What influences do you think makes a switch who and what they are?


The sex positive community center has -- on the third Monday of every month, I believe -- "The Switch Meeting" -- basically a discussion group for just these sorts of questions.  I'm pretty sure that "what makes us what we are" had already been posed, but I can honestly say that I probably missed that meeting. 

For myself, I'd say it's a combination of things:

1.  I'm a pretty medium person in general.  A little bit of drama is good to keep life interesting, but not so much that I'm drowning in it.  I like food at a 3-star spiciness most of the time.  I'm a Libra (the scales, justice, etc), bisexual (which I began noticing in high school) and polyamorous. 
2.  Balance is pretty important to me.  Reciprocity and the ability to resolve conflict are important to me in any relationship that's going to last a while.  The most believable relationships I've ever encountered are ones where all partners are putting in what seems to be the same amount of attention and care.  (The Four Seasons with Carol Burnett, Alan Alda and Rita Moreno was a big influence on me at an early age.)

3.  Complexity is also good.  Variety, variation, the interest in being a generalist, learning a great many things and wearing multiple hats rather than specializing in just one thing.

4.  Surprising people.  Because I'm a rather medium person who doesn't stand out much, I've found that many of my behaviors and attitudes -- down to the way I talk and some of my politics -- really seem to catch some people off guard.  I grew used to this at an early age, so anyone's surprise that I can and do switch kinda rolls off of me now.

5.  Early experiences with a lover.  After my first flogging as a nervous novice by a lover who'd been kinky for years, I ended up nibbling at his neck as we cuddled.  My lover was also a pain slut, so my nibbling became chewing and went on until he was screaming -- though he only paused me once due to feeling a bad pain.  Afterwards, he rolled his head towards me and said, "Wow, you flipped me.  I didn't know you did that."

6.  Early experiences in the sex-positive community.  Any discrimination against switches where I play is an underlying current that I haven't really bumped into yet, though others apparently have.  For the most part, it's a "if you want us to accept you, you'd jolly well better be accepting" attitude.  There's no real overt hostility towards switches, and the orientation was positively presented to me shortly after I first joined.

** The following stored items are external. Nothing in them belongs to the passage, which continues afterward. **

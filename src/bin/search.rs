//! Search binary entry point.
//!
//! Loads the corpus artifacts once, then answers a single query or runs an
//! interactive REPL. Each answer shows the topic digest followed by the
//! ranked papers.
//!
//! # Examples
//!
//! Single query with default settings:
//! ```bash
//! search --query "neural networks"
//! ```
//!
//! JSON output with a stricter threshold:
//! ```bash
//! search --query "transformers" --format json --threshold 0.35
//! ```
//!
//! Interactive mode:
//! ```bash
//! search --data-dir data/processed --interactive
//! ```

use anyhow::{Context, Result};
use clap::{Parser, ValueEnum};
use comfy_table::{presets::UTF8_FULL, Attribute, Cell, Color, ContentArrangement, Table};
use paper_search::{
    embedding::{
        fastembed::{same_model, FastEmbedEncoder},
        Encoder,
    },
    index::{CorpusIndex, CorpusPaths, DEFAULT_DATA_DIR},
    models::{ResultSet, ScoredResult},
    query::{BruteForceSearchEngine, SearchConfig, SearchEngine},
    DEFAULT_EMBEDDING_MODEL,
};
use rustyline::error::ReadlineError;
use rustyline::DefaultEditor;
use serde::Serialize;
use std::path::PathBuf;
use std::time::Instant;
use tracing::{debug, error, info};
use tracing_subscriber::{fmt, prelude::*, EnvFilter};

/// Output format for search results
#[derive(Debug, Clone, Copy, ValueEnum)]
enum OutputFormat {
    /// Human-friendly digest and table
    Table,
    /// Machine-readable JSON format
    Json,
}

/// Semantic search over the research-paper corpus
#[derive(Parser, Debug)]
#[command(
    name = "search",
    version,
    about = "Search research papers by meaning",
    long_about = "Query the paper corpus using semantic similarity. Supports both single-query \
                  and interactive modes.

EXAMPLES:
  Single query:
    search --query \"neural networks\"

  JSON output:
    search --query \"transformers\" --format json

  Interactive mode:
    search --interactive

  Ten results, any positive similarity:
    search --query \"reinforcement learning\" --top-k 10 --threshold 0.0"
)]
struct Args {
    /// Directory holding embeddings.npy, metadata.json and manifest.json
    #[arg(long, value_name = "DIR", default_value = DEFAULT_DATA_DIR)]
    data_dir: PathBuf,

    /// Embedding matrix file (overrides --data-dir)
    #[arg(long, value_name = "PATH")]
    embeddings: Option<PathBuf>,

    /// Metadata file (overrides --data-dir)
    #[arg(long, value_name = "PATH")]
    metadata: Option<PathBuf>,

    /// Corpus manifest file (overrides --data-dir)
    #[arg(long, value_name = "PATH")]
    manifest: Option<PathBuf>,

    /// Embedding model; must be the model that built the corpus
    #[arg(long, value_name = "NAME", default_value = DEFAULT_EMBEDDING_MODEL)]
    model: String,

    /// Search query (omitted in interactive mode)
    #[arg(long, value_name = "TEXT", conflicts_with = "interactive")]
    query: Option<String>,

    /// Minimum cosine similarity for a result
    #[arg(long, value_name = "SCORE", default_value_t = paper_search::query::DEFAULT_RELEVANCE_THRESHOLD, allow_negative_numbers = true)]
    threshold: f32,

    /// Maximum number of results
    #[arg(long, value_name = "N", default_value_t = paper_search::query::DEFAULT_TOP_K)]
    top_k: usize,

    /// Output format
    #[arg(long, value_enum, default_value = "table")]
    format: OutputFormat,

    /// Enable interactive REPL mode
    #[arg(long, short = 'i')]
    interactive: bool,

    /// Logging verbosity level
    #[arg(long, default_value = "warn", value_name = "LEVEL")]
    log_level: String,

    /// FastEmbed model cache directory
    #[arg(long, value_name = "DIR")]
    cache_dir: Option<PathBuf>,
}

impl Args {
    fn corpus_paths(&self) -> CorpusPaths {
        let defaults = CorpusPaths::in_dir(&self.data_dir);
        CorpusPaths {
            embeddings: self.embeddings.clone().unwrap_or(defaults.embeddings),
            metadata: self.metadata.clone().unwrap_or(defaults.metadata),
            manifest: self.manifest.clone().unwrap_or(defaults.manifest),
        }
    }
}

/// JSON shape of one answer
#[derive(Serialize)]
struct JsonAnswer<'a> {
    query: &'a str,
    digest: String,
    results: &'a ResultSet,
}

/// Setup logging with the specified level
fn setup_logging(log_level: &str) {
    tracing_subscriber::registry()
        .with(fmt::layer().with_writer(std::io::stderr))
        .with(EnvFilter::try_from_default_env().unwrap_or_else(|_| EnvFilter::new(log_level)))
        .init();
}

/// Load the corpus and an encoder matching its manifest
fn create_engine(args: &Args) -> Result<BruteForceSearchEngine<FastEmbedEncoder>> {
    let config = SearchConfig::new(args.threshold, args.top_k).context("Invalid search settings")?;

    let paths = args.corpus_paths();
    let (index, manifest) = CorpusIndex::load(&paths).with_context(|| {
        format!(
            "Failed to load corpus from {} and {}.\n\
             Run the ingestion binary first to build the corpus.",
            paths.embeddings.display(),
            paths.metadata.display()
        )
    })?;

    let encoder = FastEmbedEncoder::new(&args.model, args.cache_dir.clone())
        .context("Failed to create FastEmbed encoder")?;

    if let Some(manifest) = &manifest {
        if !same_model(&manifest.model_name, encoder.model_name()) {
            anyhow::bail!(
                "Model mismatch: corpus was built with '{}' but queries would use '{}'.\n\
                 Pass --model {} to search this corpus.",
                manifest.model_name,
                encoder.model_name(),
                manifest.model_name
            );
        }
    }

    info!(
        "Using embedding model: {} (dimension: {}) over {} papers",
        encoder.model_name(),
        encoder.dimension(),
        index.len()
    );

    BruteForceSearchEngine::new(encoder, index, config).context("Encoder does not match the corpus")
}

/// Execute a search query and return results
async fn execute_search<E: Encoder>(
    engine: &BruteForceSearchEngine<E>,
    query_text: &str,
    config: &SearchConfig,
) -> Result<ResultSet> {
    debug!("Executing search for query: {}", query_text);

    engine
        .search_with(query_text, config)
        .await
        .with_context(|| format!("Failed to execute search for query: '{}'", query_text))
}

/// Format results as a table
fn format_results_table(results: &ResultSet) -> String {
    let mut table = Table::new();
    table
        .load_preset(UTF8_FULL)
        .set_content_arrangement(ContentArrangement::Dynamic);

    table.set_header(vec![
        Cell::new("Rank").add_attribute(Attribute::Bold),
        Cell::new("Title").add_attribute(Attribute::Bold),
        Cell::new("ID").add_attribute(Attribute::Bold),
        Cell::new("Relevance").add_attribute(Attribute::Bold),
        Cell::new("Summary").add_attribute(Attribute::Bold),
    ]);

    for (idx, result) in results.iter().enumerate() {
        table.add_row(vec![
            Cell::new(idx + 1),
            Cell::new(truncate(&result.title, 60)).fg(Color::Blue),
            Cell::new(&result.paper_id),
            Cell::new(format!("{:.3}", result.score)),
            Cell::new(truncate(&result.summary, 160)),
        ]);
    }

    table.to_string()
}

/// Shorten `text` to at most `max` characters
fn truncate(text: &str, max: usize) -> String {
    if text.chars().count() <= max {
        return text.to_string();
    }
    let kept: String = text.chars().take(max.saturating_sub(3)).collect();
    format!("{}...", kept)
}

/// Print one answer in the chosen format
fn print_answer<E: Encoder>(
    engine: &BruteForceSearchEngine<E>,
    query: &str,
    results: &ResultSet,
    format: OutputFormat,
    elapsed: std::time::Duration,
) -> Result<()> {
    let digest = engine.digest(results);

    match format {
        OutputFormat::Table => {
            if results.is_empty() {
                println!("\nNo highly relevant papers found. Try simpler keywords.");
                return Ok(());
            }
            if !digest.is_empty() {
                println!("\nTOPIC INSIGHTS");
                println!("{}", "─".repeat(30));
                println!("{}", digest);
                println!("{}", "─".repeat(30));
            }
            println!("\nTop {} Matches:", results.len());
            println!("{}", format_results_table(results));
            println!("\nFound {} results in {:.2}s", results.len(), elapsed.as_secs_f64());
        }
        OutputFormat::Json => {
            let answer = JsonAnswer {
                query,
                digest,
                results,
            };
            let json = serde_json::to_string_pretty(&answer).context("Failed to serialize results to JSON")?;
            println!("{}", json);
        }
    }
    Ok(())
}

/// Display detailed view of a single result
fn display_result_detail(result: &ScoredResult, rank: usize) {
    println!("\n{}", "═".repeat(80));
    println!("Rank: {}", rank);
    println!("Title: {}", result.title);
    println!("ID: {}", result.paper_id);
    println!("Relevance: {:.3}", result.score);
    println!("\nSummary:\n{}", result.summary);
    println!("{}", "═".repeat(80));
}

fn print_help() {
    println!("Commands:");
    println!("  <query>          - Search for papers");
    println!("  /top N           - Set number of results to N");
    println!("  /threshold X     - Set the relevance threshold (-1.0 to 1.0)");
    println!("  /format table    - Use table output format");
    println!("  /format json     - Use JSON output format");
    println!("  /detail N        - Show full details for result rank N");
    println!("  /help            - Show this help");
    println!("  exit, quit       - Exit (Ctrl+D or Ctrl+C also work)");
}

/// Run interactive REPL mode
async fn run_interactive<E: Encoder>(
    engine: BruteForceSearchEngine<E>,
    mut format: OutputFormat,
) -> Result<()> {
    let mut config = *engine.config();

    println!("{}", "=".repeat(60));
    println!("      SEMANTIC RESEARCH PAPER SEARCH");
    println!("{}", "=".repeat(60));
    println!(
        "Threshold: {:.2} | Top-k: {} | Dataset: {} papers",
        config.relevance_threshold,
        config.top_k,
        engine.index().len()
    );
    println!("Similarity scores show how well papers match your intent.");
    println!("{}", "=".repeat(60));
    print_help();
    println!();

    let mut rl = DefaultEditor::new().context("Failed to create readline editor")?;
    let mut last_results = ResultSet::empty();

    loop {
        match rl.readline("Search> ") {
            Ok(line) => {
                let line = line.trim();
                if line.is_empty() {
                    continue;
                }
                if line.eq_ignore_ascii_case("exit") || line.eq_ignore_ascii_case("quit") {
                    break;
                }

                rl.add_history_entry(line).ok();

                if line.starts_with('/') {
                    let parts: Vec<&str> = line.split_whitespace().collect();
                    match parts[0] {
                        "/help" => print_help(),
                        "/top" => match parts.get(1).map(|n| n.parse::<usize>()) {
                            Some(Ok(n)) if n > 0 && parts.len() == 2 => {
                                config.top_k = n;
                                println!("Set top-k to {}", n);
                            }
                            _ => eprintln!("Usage: /top N  (N must be a positive integer)"),
                        },
                        "/threshold" => match parts.get(1).map(|x| x.parse::<f32>()) {
                            Some(Ok(x)) if parts.len() == 2 => {
                                let candidate = SearchConfig {
                                    relevance_threshold: x,
                                    ..config
                                };
                                match candidate.validate() {
                                    Ok(()) => {
                                        config = candidate;
                                        println!("Set threshold to {:.2}", x);
                                    }
                                    Err(e) => eprintln!("{}", e),
                                }
                            }
                            _ => eprintln!("Usage: /threshold X"),
                        },
                        "/format" => match parts.get(1).copied() {
                            Some("table") => {
                                format = OutputFormat::Table;
                                println!("Set output format to table");
                            }
                            Some("json") => {
                                format = OutputFormat::Json;
                                println!("Set output format to JSON");
                            }
                            _ => eprintln!("Usage: /format [table|json]"),
                        },
                        "/detail" => match parts.get(1).map(|n| n.parse::<usize>()) {
                            Some(Ok(rank)) if rank > 0 && rank <= last_results.len() => {
                                if let Some(result) = last_results.get(rank - 1) {
                                    display_result_detail(result, rank);
                                }
                            }
                            Some(Ok(rank)) => eprintln!(
                                "Rank {} out of range (last search had {} results)",
                                rank,
                                last_results.len()
                            ),
                            _ => eprintln!("Usage: /detail N"),
                        },
                        other => eprintln!("Unknown command: {}. Type /help for available commands.", other),
                    }
                    continue;
                }

                println!("\nSearching...");
                let start = Instant::now();
                match execute_search(&engine, line, &config).await {
                    Ok(results) => {
                        if let Err(e) = print_answer(&engine, line, &results, format, start.elapsed()) {
                            eprintln!("Error printing results: {:#}", e);
                        }
                        last_results = results;
                    }
                    Err(e) => eprintln!("\nUnexpected error: {:#}", e),
                }
            }
            Err(ReadlineError::Interrupted) | Err(ReadlineError::Eof) => break,
            Err(err) => {
                error!("Error reading input: {}", err);
                break;
            }
        }
    }

    println!("\nExiting search. Keep exploring!");
    Ok(())
}

/// Run single-query mode
async fn run_single_query<E: Encoder>(
    engine: BruteForceSearchEngine<E>,
    query: &str,
    format: OutputFormat,
) -> Result<()> {
    let start = Instant::now();
    let results = execute_search(&engine, query, engine.config()).await?;
    print_answer(&engine, query, &results, format, start.elapsed())
}

#[tokio::main(flavor = "current_thread")]
async fn main() -> Result<()> {
    let args = Args::parse();
    setup_logging(&args.log_level);

    let query = match (&args.query, args.interactive) {
        (Some(query), false) => Some(query.clone()),
        (None, true) => None,
        _ => anyhow::bail!(
            "Either --query or --interactive must be specified.\n\
             Use --help for usage information."
        ),
    };

    let engine = create_engine(&args)?;

    match query {
        Some(query) => run_single_query(engine, &query, args.format).await,
        None => run_interactive(engine, args.format).await,
    }
}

7.  Also, I agree with SubCatherine.  Having some bad experiences in both my childhood and my adult life have encouraged me to explore balance in multiple parts of my life, including kink.  I get twitchy if I submit all the time, as though I'm unfinished.  Given my relationship with my Daddy, I know I'd get twitchy if I dominated all the time -- I'd miss his and my dynamic too much!  The need to endure and be cherished is strong in me, but so is the need to guide and provoke reaction. 
There's probably more, but that's what came to mind after pondering this question for an evening.

< Message edited by Mustardseed -- 3/6/2007 6:27:59 AM >

(in reply to Dustyn)
Profile   Post #: 22
RE: Question to Ponder #7 - 3/6/2007 6:55:49 AM   
Jennuine


Posts: 5
Joined: 12/7/2006
Status: offline
"Why do switches exist?"
I have recently changed my profile from Domme to switch. My reason is recently I am fantasizing about being submissive. As to why I have been fantasizing, I don't know.  I have been a real time Domme for 10 yrs now, and being submissive was nowhere on the radar. I still enjoy dominating and just started submitting in real time yesterday. If asked, I would say I am more dominant, but I don't know if that will change. So I am calling myself a switch.

(in reply to Dustyn)
Profile   Post #: 23
RE: Question to Ponder #7 - 3/6/2007 6:59:13 AM   
SirDiscipliner69


Posts: 2607
Joined: 2/1/2005
Status: offline
Switches exist so a wayward submissive may have them used on her.

Even better is having her cut them from the trees herself and prepare them as I am on My way over.

Ross
©º°¨¨°º©

(in reply to Dustyn)
Profile   Post #: 24
RE: Question to Ponder #7 - 3/8/2007 4:51:13 PM   
Suleiman


Posts: 1127
Joined: 9/9/2004
Status: offline
In my case, an unflinching desire for self-awareness. Not being telepathic, I can not answer for anybody else.

_____________________________

Think of my verbosity as a sort of litmus test for our relationship. I write in a manner identical to how I speak and how I think. If you can not cope with what I have written here, it is probably for the best if we go our separate ways.